American studies
Modern America
Module code: T7046
Level 4
15 credits in spring semester
Teaching method: Lecture, Seminar
Assessment modes: Computer based exam
The early years of the twenty-first century have witnessed the United States achieve unsurpassed global economic and cultural power. This module assesses the dramatic developments that have shaped the U.S. during the twentieth century, often described as the 'American century'.
We will explore the transformations in American political and social life as the U.S. achieved economic supremacy, and extended this power on the world stage. As the nation increased its influence abroad, of module, it underwent a parallel series of turbulent changes at home. Hence we will also consider an America seen through the critical (and sometimes not-so-critical) lenses of writers, artists, commentators and filmmakers as they articulate the tensions and anxieties of modern U.S. life.

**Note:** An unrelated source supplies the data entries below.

use futures::stream::{self, StreamExt};
use std::collections::HashSet;
use std::sync::Arc;
use tracing::info;

use super::{BatchOutcome, DomainName, DomainProvider, DomainTarget, RemoteDomain};
use crate::error::ProviderError;

/// Multi-domain operations over a [`DomainProvider`].
#[derive(Clone)]
pub struct ProviderClient {
    provider: Arc<dyn DomainProvider>,
    concurrency: usize,
}

impl ProviderClient {
    pub fn new(provider: Arc<dyn DomainProvider>, concurrency: usize) -> Self {
        Self {
            provider,
            concurrency: concurrency.max(1),
        }
    }

    pub async fn list_domains(&self, api_key: &str) -> Result<Vec<RemoteDomain>, ProviderError> {
        self.provider.list_domains(api_key).await
    }

    pub async fn list_domain_names(&self, api_key: &str) -> Result<Vec<DomainName>, ProviderError> {
        Ok(self
            .list_domains(api_key)
            .await?
            .into_iter()
            .map(|d| d.name)
            .collect())
    }

    /// Submit every distinct name once. A failing name never stops the others.
    pub async fn add_domains(&self, api_key: &str, names: &[DomainName]) -> BatchOutcome {
        let provider = &self.provider;
        let results: Vec<(DomainName, Result<(), ProviderError>)> =
            stream::iter(distinct(names.iter().cloned()))
                .map(|name| async move {
                    let res = provider.add_domain(api_key, &name).await;
                    (name, res)
                })
                .buffer_unordered(self.concurrency)
                .collect()
                .await;

        let mut outcome = BatchOutcome::default();
        for (name, res) in results {
            outcome.record(name, res);
        }
        info!(
            submitted = outcome.total(),
            succeeded = outcome.succeeded.len(),
            failed = outcome.failed.len(),
            "add domains finished"
        );
        outcome
    }

    /// Resolve targets against one listing, then delete each match.
    ///
    /// Targets missing from the listing fail with `NotFound`. Only a failing
    /// listing aborts the whole operation.
    pub async fn remove_domains(
        &self,
        api_key: &str,
        targets: &[DomainTarget],
    ) -> Result<BatchOutcome, ProviderError> {
        let listing = self.provider.list_domains(api_key).await?;

        let mut outcome = BatchOutcome::default();
        let mut resolved = Vec::new();
        let mut seen_ids = HashSet::new();
        for target in distinct(targets.iter().cloned()) {
            match listing.iter().find(|d| target.matches(d)) {
                Some(domain) => {
                    if seen_ids.insert(domain.id) {
                        resolved.push(domain.clone());
                    }
                }
                None => outcome.record(
                    target.to_string(),
                    Err(ProviderError::NotFound(target.to_string())),
                ),
            }
        }

        let provider = &self.provider;
        let results: Vec<(DomainName, Result<(), ProviderError>)> = stream::iter(resolved)
            .map(|domain| async move {
                let res = provider.delete_domain(api_key, domain.id).await;
                (domain.name, res)
            })
            .buffer_unordered(self.concurrency)
            .collect()
            .await;
        for (name, res) in results {
            outcome.record(name, res);
        }
        info!(
            submitted = outcome.total(),
            succeeded = outcome.succeeded.len(),
            failed = outcome.failed.len(),
            "remove domains finished"
        );
        Ok(outcome)
    }
}

/// Drop repeats, keeping first-seen order.
fn distinct<T: Clone + Eq + std::hash::Hash>(items: impl IntoIterator<Item = T>) -> Vec<T> {
    let mut seen = HashSet::new();
    items
        .into_iter()
        .filter(|item| seen.insert(item.clone()))
        .collect()
}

The module addresses many social contradictions. The `Roaring Twenties, for example, was a period of consumerism and cultural experimentation that also gave rise to religious fundamentalism and Prohibition. Similarly, while the United States government in the 1950s was trying to `keep the world safe for democracy' in the face of communist expansion, it abused the constitutional liberties of its own citizens during the McCarthy witch-hunts. Although the country as a whole attained unprecedented levels of affluence in these years, poverty remained a persistent problem, and Americans continued to struggle with the repression of women, political dissidents and racial minorities. A crisis in American liberalism accompanied this proliferation of social and political protest, primarily due to American involvement in the Vietnam War. We will seek to understand how this war shaped protest politics, altered the relationship between Americans and the liberal state, and led to the Conservative resurgence in the 1980s. These events shattered the consensus belief in a modern America. We will evaluate what it then meant to live in a post-modern America, and how people adapted the conditions of post-modernity to cope with new and recurrent crises of difference, inequality, and insecurity. Through lectures that focus on the historical, literary and more broadly cultural aspects of the modern United States, students will learn to recognise the importance of cross- and inter-disciplinary work as they pursue the dynamic relationship between cultural forms and social, political and economic realities.
Module learning outcomes
- Students will have acquired a solid understanding of the basic facts, events, ideological trends, and especially the significant questions and major recurring themes of modern US history.
- They will have learned how to critique primary sources in historical context.
- They will have engaged with the main areas of contention and debate in the study of the United States and learn to develop their own critical perspectives on the evolving historical scholarship.